■ Your assignment
Once the line containing "distinguishing field selects" has been printed, stop; print every line before it exactly, starting at the top of the material below.

■ Records shown
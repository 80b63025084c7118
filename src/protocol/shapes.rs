//! Versioned adapters for the authority's historical response shapes.
//!
//! Each known shape has one normalization function; a cheap check on a
//! distinguishing field selects it. Everything converges on [`AuthorityReply`].

use crate::protocol::models::{AuthorityReply, Verdict, WireShape};
use crate::protocol::timestamps::{derive_expiry, first_active_activation, first_of};
use serde_json::{Map, Value};

/// Status strings that mark a license as revoked or blacklisted.
pub const REVOKE_MARKERS: &[&str] = &["revoked", "blacklisted", "blocked", "banned"];

const STATUS_KEYS: &[&str] = &["status", "license_status", "licenseStatus", "code"];
const REVOKE_FLAGS: &[&str] = &["revoked", "blacklisted"];
const V2_EXPIRY_KEYS: &[&str] = &["expiresAt", "expires_at"];
const LEGACY_EXPIRY_KEYS: &[&str] = &["exp", "expires_at", "expiresAt"];
const LEGACY_PROBE_KEYS: &[&str] = &["ok", "activation_token", "exp", "valid"];

/// Detect the wire generation of a response body.
pub fn detect_shape(body: &Value) -> WireShape {
    let Some(obj) = body.as_object() else {
        return WireShape::Unrecognized;
    };
    if obj.contains_key("success") {
        WireShape::LmfwcV2
    } else if LEGACY_PROBE_KEYS.iter().any(|key| obj.contains_key(*key)) {
        WireShape::Legacy
    } else {
        WireShape::Unrecognized
    }
}

/// Parse a raw body; an empty or non-JSON body reads as `{}`.
pub fn parse_body(body: &[u8]) -> Value {
    if body.is_empty() {
        return Value::Object(Map::new());
    }
    serde_json::from_slice(body).unwrap_or_else(|_| Value::Object(Map::new()))
}

/// Normalize an authority response into the internal model.
pub fn normalize(http_status: u16, body: Value) -> AuthorityReply {
    let http_ok = (200..300).contains(&http_status);
    let shape = detect_shape(&body);
    let mut reply = match shape {
        WireShape::LmfwcV2 => normalize_lmfwc_v2(http_ok, &body),
        WireShape::Legacy => normalize_legacy(http_ok, &body),
        WireShape::Unrecognized => Normalized {
            verdict: Verdict::Ambiguous,
            token: None,
            expires_at: None,
            message: body
                .as_object()
                .and_then(|obj| string_field(obj, &["message"])),
        },
    };

    if is_revoked(&body) {
        reply.verdict = Verdict::Revoked;
    }

    AuthorityReply {
        shape,
        verdict: reply.verdict,
        token: reply.token,
        expires_at: reply.expires_at,
        message: reply.message,
        http_status,
        raw: body,
    }
}

struct Normalized {
    verdict: Verdict,
    token: Option<String>,
    expires_at: Option<chrono::DateTime<chrono::Utc>>,
    message: Option<String>,
}

/// `{"success": bool, "data": {"activationData": ..., "validFor": n, "createdAt": ...}}`
fn normalize_lmfwc_v2(http_ok: bool, body: &Value) -> Normalized {
    let empty = Map::new();
    let top = body.as_object().unwrap_or(&empty);
    let data = top.get("data").and_then(Value::as_object).unwrap_or(&empty);

    let verdict = match top.get("success").and_then(Value::as_bool) {
        Some(true) if http_ok => Verdict::Success,
        Some(false) => Verdict::Failure,
        _ => Verdict::Ambiguous,
    };

    // Activation returns a single object; validate returns the list.
    let token = match data.get("activationData") {
        Some(Value::Object(activation)) => string_field(activation, &["token"]),
        Some(Value::Array(_)) => {
            first_active_activation(data).and_then(|record| string_field(record, &["token"]))
        }
        _ => None,
    };

    Normalized {
        verdict,
        token,
        expires_at: derive_expiry(data, V2_EXPIRY_KEYS)
            .or_else(|| derive_expiry(top, V2_EXPIRY_KEYS)),
        message: string_field(top, &["message"])
            .or_else(|| string_field(data, &["message"]))
            .or_else(|| string_field(top, &["status"])),
    }
}

/// `{"ok": bool, "activation_token": "...", "exp": <absolute>}`
fn normalize_legacy(http_ok: bool, body: &Value) -> Normalized {
    let empty = Map::new();
    let top = body.as_object().unwrap_or(&empty);

    let discriminator = top
        .get("ok")
        .and_then(Value::as_bool)
        .or_else(|| top.get("valid").and_then(Value::as_bool));
    let verdict = match discriminator {
        Some(true) if http_ok => Verdict::Success,
        Some(false) => Verdict::Failure,
        _ => Verdict::Ambiguous,
    };

    Normalized {
        verdict,
        token: string_field(top, &["activation_token", "token"]),
        expires_at: derive_expiry(top, LEGACY_EXPIRY_KEYS),
        message: string_field(top, &["message", "status"]),
    }
}

/// Whether the body carries a revoke/blacklist marker at the top level or under `data`.
pub fn is_revoked(body: &Value) -> bool {
    let Some(top) = body.as_object() else {
        return false;
    };
    let data = top.get("data").and_then(Value::as_object);
    std::iter::once(top).chain(data).any(|obj| {
        let flagged = REVOKE_FLAGS
            .iter()
            .any(|flag| obj.get(*flag).and_then(Value::as_bool) == Some(true));
        let marked = STATUS_KEYS.iter().any(|key| {
            obj.get(*key)
                .and_then(Value::as_str)
                .map(|s| REVOKE_MARKERS.contains(&s.trim().to_ascii_lowercase().as_str()))
                .unwrap_or(false)
        });
        flagged || marked
    })
}

fn string_field(obj: &Map<String, Value>, keys: &[&str]) -> Option<String> {
    first_of(obj, keys)
        .and_then(Value::as_str)
        .map(|s| s.trim().to_string())
}
//! Egress guard: license policy on every outbound HTTP call in the process.

pub mod egress;

pub use egress::{EgressGuard, EgressPolicy, GuardedTransport, Revalidate};
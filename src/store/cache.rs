//! Process-shared key/value cache and the TrustCache view over it.

use crate::protocol::models::TrustStatus;
use std::collections::HashMap;
use std::sync::{Arc, PoisonError, RwLock};

/// Any process-shared key/value store; no persistence required.
pub trait KeyValueCache: Send + Sync {
    /// Read a value.
    fn get_value(&self, key: &str) -> Option<String>;

    /// Write a value.
    fn set_value(&self, key: &str, value: String);

    /// Remove a value.
    fn delete_value(&self, key: &str);
}

/// In-process cache backed by a `RwLock<HashMap>`.
#[derive(Debug, Default)]
pub struct MemoryCache {
    entries: RwLock<HashMap<String, String>>,
}

impl MemoryCache {
    /// Empty cache.
    pub fn new() -> Self {
        Self::default()
    }
}

impl KeyValueCache for MemoryCache {
    fn get_value(&self, key: &str) -> Option<String> {
        self.entries
            .read()
            .unwrap_or_else(PoisonError::into_inner)
            .get(key)
            .cloned()
    }

    fn set_value(&self, key: &str, value: String) {
        self.entries
            .write()
            .unwrap_or_else(PoisonError::into_inner)
            .insert(key.to_string(), value);
    }

    fn delete_value(&self, key: &str) {
        self.entries
            .write()
            .unwrap_or_else(PoisonError::into_inner)
            .remove(key);
    }
}

/// Point-in-time read of the two TrustCache keys.
#[derive(Debug, Clone, Copy, PartialEq, Eq)]
pub struct TrustSnapshot {
    /// Cached verdict.
    pub status: TrustStatus,
    /// Epoch seconds of the last check; 0 if never.
    pub last_check_ts: i64,
}

/// The ephemeral trust verdict shared by every egress decision.
///
/// Two independent keys; a briefly disagreeing pair costs at most one
/// extra revalidation.
#[derive(Clone)]
pub struct TrustCache {
    cache: Arc<dyn KeyValueCache>,
    status_key: String,
    last_check_key: String,
}

impl TrustCache {
    /// View over `cache` with keys under `namespace`.
    pub fn new(cache: Arc<dyn KeyValueCache>, namespace: &str) -> Self {
        Self {
            cache,
            status_key: format!("{}:license:status", namespace),
            last_check_key: format!("{}:license:last_check_ts", namespace),
        }
    }

    /// Key holding the status.
    pub fn status_key(&self) -> &str {
        &self.status_key
    }

    /// Key holding the last check timestamp.
    pub fn last_check_key(&self) -> &str {
        &self.last_check_key
    }

    /// Cached verdict; `Unknown` when absent.
    pub fn status(&self) -> TrustStatus {
        self.cache
            .get_value(&self.status_key)
            .map(|value| TrustStatus::parse(&value))
            .unwrap_or_default()
    }

    /// Epoch seconds of the last check; 0 when absent or unreadable.
    pub fn last_check_ts(&self) -> i64 {
        self.cache
            .get_value(&self.last_check_key)
            .and_then(|value| value.trim().parse().ok())
            .unwrap_or(0)
    }

    /// Read both keys.
    pub fn snapshot(&self) -> TrustSnapshot {
        TrustSnapshot {
            status: self.status(),
            last_check_ts: self.last_check_ts(),
        }
    }

    /// Write the verdict and the check timestamp.
    pub fn record(&self, status: TrustStatus, epoch_seconds: i64) {
        self.cache
            .set_value(&self.status_key, status.as_str().to_string());
        self.cache
            .set_value(&self.last_check_key, epoch_seconds.to_string());
    }

    /// Drop both keys; the next read is `Unknown`.
    pub fn clear(&self) {
        self.cache.delete_value(&self.status_key);
        self.cache.delete_value(&self.last_check_key);
    }
}

impl std::fmt::Debug for TrustCache {
    fn fmt(&self, f: &mut std::fmt::Formatter<'_>) -> std::fmt::Result {
        f.debug_struct("TrustCache")
            .field("status_key", &self.status_key)
            .field("last_check_key", &self.last_check_key)
            .finish()
    }
}

#[cfg(test)]
mod tests {
    use super::*;

    fn trust() -> TrustCache {
        TrustCache::new(Arc::new(MemoryCache::new()), "helpdesk")
    }

    #[test]
    fn test_keys_are_namespaced() {
        let trust = trust();
        assert_eq!(trust.status_key(), "helpdesk:license:status");
        assert_eq!(trust.last_check_key(), "helpdesk:license:last_check_ts");
    }

    #[test]
    fn test_empty_cache_reads_unknown() {
        let snapshot = trust().snapshot();
        assert_eq!(snapshot.status, TrustStatus::Unknown);
        assert_eq!(snapshot.last_check_ts, 0);
    }

    #[test]
    fn test_record_and_clear() {
        let trust = trust();
        trust.record(TrustStatus::Grace, 1_700_000_000);
        assert_eq!(
            trust.snapshot(),
            TrustSnapshot {
                status: TrustStatus::Grace,
                last_check_ts: 1_700_000_000
            }
        );
        trust.clear();
        assert_eq!(trust.status(), TrustStatus::Unknown);
    }

    #[test]
    fn test_garbage_values_are_tolerated() {
        let cache = Arc::new(MemoryCache::new());
        let trust = TrustCache::new(cache.clone(), "ns");
        cache.set_value("ns:license:status", "bogus".to_string());
        cache.set_value("ns:license:last_check_ts", "yesterday".to_string());
        assert_eq!(trust.status(), TrustStatus::Unknown);
        assert_eq!(trust.last_check_ts(), 0);
    }

    #[test]
    fn test_concurrent_readers_and_writers() {
        let trust = trust();
        let handles: Vec<_> = (0..8)
            .map(|i| {
                let trust = trust.clone();
                std::thread::spawn(move || {
                    for n in 0..200 {
                        if i % 2 == 0 {
                            trust.record(TrustStatus::Valid, n);
                        } else {
                            let _ = trust.snapshot();
                        }
                    }
                })
            })
            .collect();
        for handle in handles {
            handle.join().unwrap();
        }
        assert_eq!(trust.status(), TrustStatus::Valid);
    }
}
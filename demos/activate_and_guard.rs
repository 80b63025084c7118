//! Activate a license, then police all outbound HTTP with the egress guard.
//!
//! # Running
//!
//! ```bash
//! export LICENSE_KEY="your-license-key"
//! export LMFWC_CONSUMER_KEY="ck_..."
//! export LMFWC_CONSUMER_SECRET="cs_..."
//! cargo run --example activate_and_guard
//! ```
//!
//! # Note
//!
//! The authority host is a compile-time constant. Reading it from the
//! environment would let anyone point the client at a server that always
//! says "success".

use std::sync::Arc;
use tollgate::{EgressGuard, HttpDispatcher, LicenseClient, TollgateConfig, TollgateError};

const AUTHORITY_HOST: &str = "brvsoftware.com";

fn main() {
    let license_key = match std::env::var("LICENSE_KEY") {
        Ok(key) => key,
        Err(_) => {
            eprintln!("Set LICENSE_KEY environment variable");
            std::process::exit(2);
        }
    };

    let mut config = TollgateConfig::new("helpdesk", "helpdesk-ai", AUTHORITY_HOST);
    config.app_version = env!("CARGO_PKG_VERSION");

    let client = match LicenseClient::new(config) {
        Ok(c) => Arc::new(c),
        Err(e) => {
            eprintln!("Configuration error: {}", e);
            std::process::exit(1);
        }
    };

    match client.activate(Some(&license_key)) {
        Ok(outcome) => {
            println!("activate: ok={} status={}", outcome.ok, outcome.status);
            if let Some(message) = outcome.message {
                println!("  message: {}", message);
            }
        }
        Err(TollgateError::DomainViolation { expected, found }) => {
            eprintln!("SECURITY: authority answered from {} (expected {})", found, expected);
            std::process::exit(1);
        }
        Err(e) => {
            eprintln!("Activation error: {}", e);
            std::process::exit(1);
        }
    }

    // Every call through the global dispatcher is checked from here on.
    EgressGuard::global(&client).install();

    match HttpDispatcher::global().get("https://httpbin.org/get") {
        Ok(response) => println!("outbound call allowed: HTTP {}", response.status),
        Err(TollgateError::EgressBlocked { method, url }) => {
            println!("outbound call blocked: {} {}", method, url);
        }
        Err(e) => println!("outbound call failed: {}", e),
    }

    // Periodic scheduling would normally take over here; one manual pass shows the shape.
    let outcome = client.validate_and_update();
    println!("validate: ok={} status={}", outcome.ok, outcome.status);
}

■ Exercise result
repository 80b63025084c7118
filename src/protocol/shapes.rs
//! Versioned adapters for the authority's historical response shapes.
//!
//! Each known shape has one normalization function; a cheap check on a
//! distinguishing field selects it. Everything converges on [`AuthorityReply`].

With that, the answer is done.